> What you need to do
In the entries below, how many lines hold the word "struct"? Answer with the number only.

#### Given entries ####

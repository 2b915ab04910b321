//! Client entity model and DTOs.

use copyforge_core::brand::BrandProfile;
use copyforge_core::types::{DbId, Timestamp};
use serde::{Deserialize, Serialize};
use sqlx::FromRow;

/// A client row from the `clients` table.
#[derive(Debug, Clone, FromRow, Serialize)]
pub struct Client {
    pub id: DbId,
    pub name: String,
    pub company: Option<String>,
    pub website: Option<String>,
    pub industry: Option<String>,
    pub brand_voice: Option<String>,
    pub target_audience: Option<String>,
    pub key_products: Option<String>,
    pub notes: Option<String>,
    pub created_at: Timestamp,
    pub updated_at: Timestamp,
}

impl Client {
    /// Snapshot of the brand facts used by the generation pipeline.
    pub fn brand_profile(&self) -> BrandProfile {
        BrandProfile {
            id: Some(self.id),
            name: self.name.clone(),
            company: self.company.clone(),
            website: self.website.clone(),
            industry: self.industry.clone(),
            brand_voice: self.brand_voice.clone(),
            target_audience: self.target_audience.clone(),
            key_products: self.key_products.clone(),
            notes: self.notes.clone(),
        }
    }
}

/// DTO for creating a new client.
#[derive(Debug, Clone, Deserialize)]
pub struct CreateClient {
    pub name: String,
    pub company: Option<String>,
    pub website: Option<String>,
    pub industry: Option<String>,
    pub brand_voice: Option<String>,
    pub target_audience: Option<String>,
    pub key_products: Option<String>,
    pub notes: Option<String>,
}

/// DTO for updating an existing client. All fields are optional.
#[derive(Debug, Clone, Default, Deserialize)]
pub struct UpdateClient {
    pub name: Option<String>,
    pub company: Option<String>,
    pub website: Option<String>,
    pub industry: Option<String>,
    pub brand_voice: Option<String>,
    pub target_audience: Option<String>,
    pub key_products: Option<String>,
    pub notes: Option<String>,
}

####
#### Given entries ####

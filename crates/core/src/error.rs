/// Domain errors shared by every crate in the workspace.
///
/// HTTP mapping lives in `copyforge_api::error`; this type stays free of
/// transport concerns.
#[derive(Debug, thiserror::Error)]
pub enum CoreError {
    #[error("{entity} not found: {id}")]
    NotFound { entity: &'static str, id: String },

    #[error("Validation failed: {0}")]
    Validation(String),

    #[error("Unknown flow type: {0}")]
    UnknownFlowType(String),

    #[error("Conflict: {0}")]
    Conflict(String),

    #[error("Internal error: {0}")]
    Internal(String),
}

####

> Exercise output
3